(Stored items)
==================================================

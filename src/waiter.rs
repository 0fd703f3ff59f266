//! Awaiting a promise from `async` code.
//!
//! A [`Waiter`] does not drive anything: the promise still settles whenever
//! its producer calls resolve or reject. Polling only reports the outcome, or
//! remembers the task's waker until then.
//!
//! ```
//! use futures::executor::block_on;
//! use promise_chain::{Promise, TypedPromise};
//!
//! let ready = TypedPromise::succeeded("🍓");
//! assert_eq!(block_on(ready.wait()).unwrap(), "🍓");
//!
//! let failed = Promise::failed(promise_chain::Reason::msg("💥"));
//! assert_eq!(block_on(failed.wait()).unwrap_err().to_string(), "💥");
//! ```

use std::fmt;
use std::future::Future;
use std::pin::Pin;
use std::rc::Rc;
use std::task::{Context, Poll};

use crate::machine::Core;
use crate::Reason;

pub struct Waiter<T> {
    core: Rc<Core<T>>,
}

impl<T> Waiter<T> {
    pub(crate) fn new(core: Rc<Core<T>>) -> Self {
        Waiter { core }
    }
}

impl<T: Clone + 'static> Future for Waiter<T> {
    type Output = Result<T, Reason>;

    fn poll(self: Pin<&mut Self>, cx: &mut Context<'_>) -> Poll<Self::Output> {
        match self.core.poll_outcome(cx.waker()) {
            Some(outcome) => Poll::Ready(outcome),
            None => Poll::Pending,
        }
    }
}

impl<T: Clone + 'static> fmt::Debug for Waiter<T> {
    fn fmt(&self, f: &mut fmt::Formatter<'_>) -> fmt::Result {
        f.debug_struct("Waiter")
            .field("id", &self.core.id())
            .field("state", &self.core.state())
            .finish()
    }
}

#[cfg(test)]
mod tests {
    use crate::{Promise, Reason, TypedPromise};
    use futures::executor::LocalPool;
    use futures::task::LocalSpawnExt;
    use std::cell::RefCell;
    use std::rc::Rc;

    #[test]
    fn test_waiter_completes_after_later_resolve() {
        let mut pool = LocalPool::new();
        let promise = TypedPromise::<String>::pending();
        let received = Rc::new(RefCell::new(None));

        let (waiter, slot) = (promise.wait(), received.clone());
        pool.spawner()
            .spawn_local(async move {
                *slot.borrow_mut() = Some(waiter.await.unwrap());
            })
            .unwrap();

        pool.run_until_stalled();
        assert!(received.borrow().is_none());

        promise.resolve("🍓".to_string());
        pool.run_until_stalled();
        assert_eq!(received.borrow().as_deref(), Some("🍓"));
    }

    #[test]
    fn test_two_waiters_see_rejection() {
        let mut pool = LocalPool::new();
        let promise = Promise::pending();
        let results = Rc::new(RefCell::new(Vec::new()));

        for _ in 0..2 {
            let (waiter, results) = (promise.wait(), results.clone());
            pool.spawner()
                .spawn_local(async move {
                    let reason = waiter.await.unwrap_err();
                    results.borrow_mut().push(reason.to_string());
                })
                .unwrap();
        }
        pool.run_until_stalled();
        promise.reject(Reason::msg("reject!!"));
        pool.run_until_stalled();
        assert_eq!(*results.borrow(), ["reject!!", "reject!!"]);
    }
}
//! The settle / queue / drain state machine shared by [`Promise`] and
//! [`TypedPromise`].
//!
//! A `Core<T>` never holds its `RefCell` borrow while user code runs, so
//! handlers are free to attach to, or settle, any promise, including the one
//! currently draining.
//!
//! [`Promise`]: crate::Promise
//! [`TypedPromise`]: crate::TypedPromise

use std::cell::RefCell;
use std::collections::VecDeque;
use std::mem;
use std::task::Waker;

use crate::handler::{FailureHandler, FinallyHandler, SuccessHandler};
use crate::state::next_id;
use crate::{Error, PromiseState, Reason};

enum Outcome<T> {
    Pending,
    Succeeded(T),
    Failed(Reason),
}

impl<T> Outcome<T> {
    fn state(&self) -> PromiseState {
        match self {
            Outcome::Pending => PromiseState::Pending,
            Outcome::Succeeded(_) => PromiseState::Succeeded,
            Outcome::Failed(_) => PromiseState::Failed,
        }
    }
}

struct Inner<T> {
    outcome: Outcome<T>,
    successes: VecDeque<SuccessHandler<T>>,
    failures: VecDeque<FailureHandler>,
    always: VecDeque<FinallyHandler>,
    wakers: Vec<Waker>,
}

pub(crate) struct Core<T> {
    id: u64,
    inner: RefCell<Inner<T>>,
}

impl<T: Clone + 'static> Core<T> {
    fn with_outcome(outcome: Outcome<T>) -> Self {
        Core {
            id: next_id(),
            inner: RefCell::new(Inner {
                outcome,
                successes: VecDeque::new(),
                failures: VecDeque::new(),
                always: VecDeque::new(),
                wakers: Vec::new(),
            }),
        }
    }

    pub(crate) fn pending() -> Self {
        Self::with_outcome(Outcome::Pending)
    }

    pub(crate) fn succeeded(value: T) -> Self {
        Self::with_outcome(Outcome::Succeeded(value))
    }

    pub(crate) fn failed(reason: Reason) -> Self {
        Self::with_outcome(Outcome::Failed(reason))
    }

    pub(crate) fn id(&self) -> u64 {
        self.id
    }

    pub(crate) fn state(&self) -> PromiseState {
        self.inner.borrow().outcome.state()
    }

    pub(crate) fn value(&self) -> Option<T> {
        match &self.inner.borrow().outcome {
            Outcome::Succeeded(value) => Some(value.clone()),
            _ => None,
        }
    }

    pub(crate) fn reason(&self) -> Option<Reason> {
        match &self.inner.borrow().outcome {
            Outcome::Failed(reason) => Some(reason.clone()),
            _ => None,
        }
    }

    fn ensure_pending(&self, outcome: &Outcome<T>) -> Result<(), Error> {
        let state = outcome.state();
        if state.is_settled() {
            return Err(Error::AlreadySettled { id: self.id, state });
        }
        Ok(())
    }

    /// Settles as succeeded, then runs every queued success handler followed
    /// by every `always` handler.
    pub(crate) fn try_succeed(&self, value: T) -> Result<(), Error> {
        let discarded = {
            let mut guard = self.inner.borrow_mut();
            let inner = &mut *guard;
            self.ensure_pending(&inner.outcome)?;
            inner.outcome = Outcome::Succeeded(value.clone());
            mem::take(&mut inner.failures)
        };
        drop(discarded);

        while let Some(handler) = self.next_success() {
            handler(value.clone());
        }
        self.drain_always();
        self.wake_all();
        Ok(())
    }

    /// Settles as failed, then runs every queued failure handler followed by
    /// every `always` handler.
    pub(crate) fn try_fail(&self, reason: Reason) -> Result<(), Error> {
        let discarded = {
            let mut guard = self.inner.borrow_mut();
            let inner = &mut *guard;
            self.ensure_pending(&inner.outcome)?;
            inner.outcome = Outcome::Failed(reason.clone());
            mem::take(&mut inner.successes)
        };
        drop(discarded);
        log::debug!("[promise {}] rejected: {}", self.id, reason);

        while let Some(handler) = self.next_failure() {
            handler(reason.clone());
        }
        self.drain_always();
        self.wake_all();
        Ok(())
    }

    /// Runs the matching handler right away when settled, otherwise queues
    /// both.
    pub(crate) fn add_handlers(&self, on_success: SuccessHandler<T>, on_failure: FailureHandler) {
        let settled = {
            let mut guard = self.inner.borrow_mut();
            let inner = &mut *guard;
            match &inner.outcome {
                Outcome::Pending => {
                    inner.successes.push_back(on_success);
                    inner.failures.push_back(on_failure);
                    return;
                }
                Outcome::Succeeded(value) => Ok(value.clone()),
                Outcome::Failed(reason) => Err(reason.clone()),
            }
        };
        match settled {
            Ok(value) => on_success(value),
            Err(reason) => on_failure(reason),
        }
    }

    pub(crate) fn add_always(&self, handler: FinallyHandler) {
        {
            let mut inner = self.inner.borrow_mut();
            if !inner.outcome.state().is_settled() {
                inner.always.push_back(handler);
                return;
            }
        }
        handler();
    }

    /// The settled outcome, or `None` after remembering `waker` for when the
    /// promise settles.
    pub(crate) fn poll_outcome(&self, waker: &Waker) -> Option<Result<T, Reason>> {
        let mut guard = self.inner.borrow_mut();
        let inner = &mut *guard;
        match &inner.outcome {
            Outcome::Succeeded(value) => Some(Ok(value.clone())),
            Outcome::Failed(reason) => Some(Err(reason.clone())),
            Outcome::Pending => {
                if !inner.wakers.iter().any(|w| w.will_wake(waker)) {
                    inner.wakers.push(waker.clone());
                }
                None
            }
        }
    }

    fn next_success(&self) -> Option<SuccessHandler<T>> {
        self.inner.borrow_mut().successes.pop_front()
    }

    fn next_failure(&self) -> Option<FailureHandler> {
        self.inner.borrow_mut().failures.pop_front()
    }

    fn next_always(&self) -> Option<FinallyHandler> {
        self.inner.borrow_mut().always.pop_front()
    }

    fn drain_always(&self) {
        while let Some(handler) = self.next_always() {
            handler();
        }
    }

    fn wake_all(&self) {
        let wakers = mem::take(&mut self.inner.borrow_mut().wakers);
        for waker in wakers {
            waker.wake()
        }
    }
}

==================================================

_Task to complete_
Identify how many lines in the entries above contain the word "FinallyHandler" and provide only that figure.

_Completed exercise_
4